Collected data entries
****

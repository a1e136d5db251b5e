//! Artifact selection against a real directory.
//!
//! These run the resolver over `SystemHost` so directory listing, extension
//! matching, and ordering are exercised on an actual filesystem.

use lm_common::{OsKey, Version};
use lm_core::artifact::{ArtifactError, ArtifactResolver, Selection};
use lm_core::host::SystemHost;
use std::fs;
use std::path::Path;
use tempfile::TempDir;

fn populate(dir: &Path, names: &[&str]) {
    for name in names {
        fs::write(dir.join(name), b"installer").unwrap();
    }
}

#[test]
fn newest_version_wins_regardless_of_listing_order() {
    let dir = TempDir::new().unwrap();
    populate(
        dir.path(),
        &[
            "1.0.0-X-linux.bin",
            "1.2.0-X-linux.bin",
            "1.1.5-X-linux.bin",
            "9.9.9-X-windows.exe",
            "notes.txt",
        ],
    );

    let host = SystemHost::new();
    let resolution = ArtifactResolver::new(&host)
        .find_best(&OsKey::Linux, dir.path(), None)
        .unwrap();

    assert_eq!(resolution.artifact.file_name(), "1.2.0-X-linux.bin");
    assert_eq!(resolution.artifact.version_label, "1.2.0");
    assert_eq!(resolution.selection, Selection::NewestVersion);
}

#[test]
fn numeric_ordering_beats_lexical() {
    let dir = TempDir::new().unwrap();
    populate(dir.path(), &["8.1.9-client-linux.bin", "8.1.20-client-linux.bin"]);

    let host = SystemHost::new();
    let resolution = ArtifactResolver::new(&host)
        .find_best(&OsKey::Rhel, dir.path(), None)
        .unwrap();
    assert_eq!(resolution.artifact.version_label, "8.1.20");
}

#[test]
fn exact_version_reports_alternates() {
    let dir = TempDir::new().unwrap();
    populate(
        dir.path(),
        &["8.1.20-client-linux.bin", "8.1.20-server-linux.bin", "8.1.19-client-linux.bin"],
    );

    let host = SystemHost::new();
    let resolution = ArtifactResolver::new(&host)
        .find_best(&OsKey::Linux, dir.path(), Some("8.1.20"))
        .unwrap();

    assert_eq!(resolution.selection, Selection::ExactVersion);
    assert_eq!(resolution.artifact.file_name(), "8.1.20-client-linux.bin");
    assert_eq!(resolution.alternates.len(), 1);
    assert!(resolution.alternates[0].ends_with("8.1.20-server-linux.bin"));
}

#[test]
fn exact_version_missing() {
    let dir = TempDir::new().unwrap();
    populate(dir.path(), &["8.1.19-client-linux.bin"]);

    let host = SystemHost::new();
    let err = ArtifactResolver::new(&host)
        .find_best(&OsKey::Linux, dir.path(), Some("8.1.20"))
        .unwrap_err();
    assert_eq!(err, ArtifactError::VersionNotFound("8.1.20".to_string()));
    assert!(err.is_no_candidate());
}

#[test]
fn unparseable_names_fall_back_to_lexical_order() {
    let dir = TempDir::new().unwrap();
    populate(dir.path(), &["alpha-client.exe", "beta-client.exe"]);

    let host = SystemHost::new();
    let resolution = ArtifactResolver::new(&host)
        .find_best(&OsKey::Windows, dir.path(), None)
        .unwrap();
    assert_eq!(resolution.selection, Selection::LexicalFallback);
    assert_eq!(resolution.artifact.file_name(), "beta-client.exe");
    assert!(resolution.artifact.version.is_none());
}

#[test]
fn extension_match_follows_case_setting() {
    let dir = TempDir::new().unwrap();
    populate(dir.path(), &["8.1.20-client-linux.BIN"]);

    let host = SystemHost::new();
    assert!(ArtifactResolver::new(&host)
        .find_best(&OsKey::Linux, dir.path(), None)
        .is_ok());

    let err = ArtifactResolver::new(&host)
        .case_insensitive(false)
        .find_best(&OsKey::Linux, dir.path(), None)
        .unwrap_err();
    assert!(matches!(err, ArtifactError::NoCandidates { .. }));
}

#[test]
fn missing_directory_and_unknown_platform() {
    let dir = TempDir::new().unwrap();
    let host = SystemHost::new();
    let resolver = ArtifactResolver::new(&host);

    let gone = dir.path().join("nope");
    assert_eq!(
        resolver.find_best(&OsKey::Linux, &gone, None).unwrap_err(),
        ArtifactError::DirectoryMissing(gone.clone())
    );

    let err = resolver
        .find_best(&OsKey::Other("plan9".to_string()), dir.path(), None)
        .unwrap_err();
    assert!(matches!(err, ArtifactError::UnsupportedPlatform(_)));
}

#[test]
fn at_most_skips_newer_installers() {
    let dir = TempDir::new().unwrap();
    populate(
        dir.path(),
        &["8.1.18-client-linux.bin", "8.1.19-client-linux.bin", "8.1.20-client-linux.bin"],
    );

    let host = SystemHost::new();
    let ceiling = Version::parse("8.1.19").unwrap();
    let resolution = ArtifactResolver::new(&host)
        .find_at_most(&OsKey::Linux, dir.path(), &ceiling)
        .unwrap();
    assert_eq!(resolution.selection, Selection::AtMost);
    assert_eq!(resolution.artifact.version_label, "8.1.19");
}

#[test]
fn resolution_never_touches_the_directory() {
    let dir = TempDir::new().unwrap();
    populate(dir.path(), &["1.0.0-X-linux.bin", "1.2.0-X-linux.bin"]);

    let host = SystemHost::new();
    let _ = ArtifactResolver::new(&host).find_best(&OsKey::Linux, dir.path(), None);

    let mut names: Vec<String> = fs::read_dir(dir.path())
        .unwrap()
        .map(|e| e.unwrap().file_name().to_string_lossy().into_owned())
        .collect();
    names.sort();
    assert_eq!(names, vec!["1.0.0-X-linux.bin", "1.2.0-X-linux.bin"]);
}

****

▶ **WORK ITEM**: Work out how many lines contain the word "join" in the records, and answer with the number only.

▶ **WRITTEN ANSWER**: 2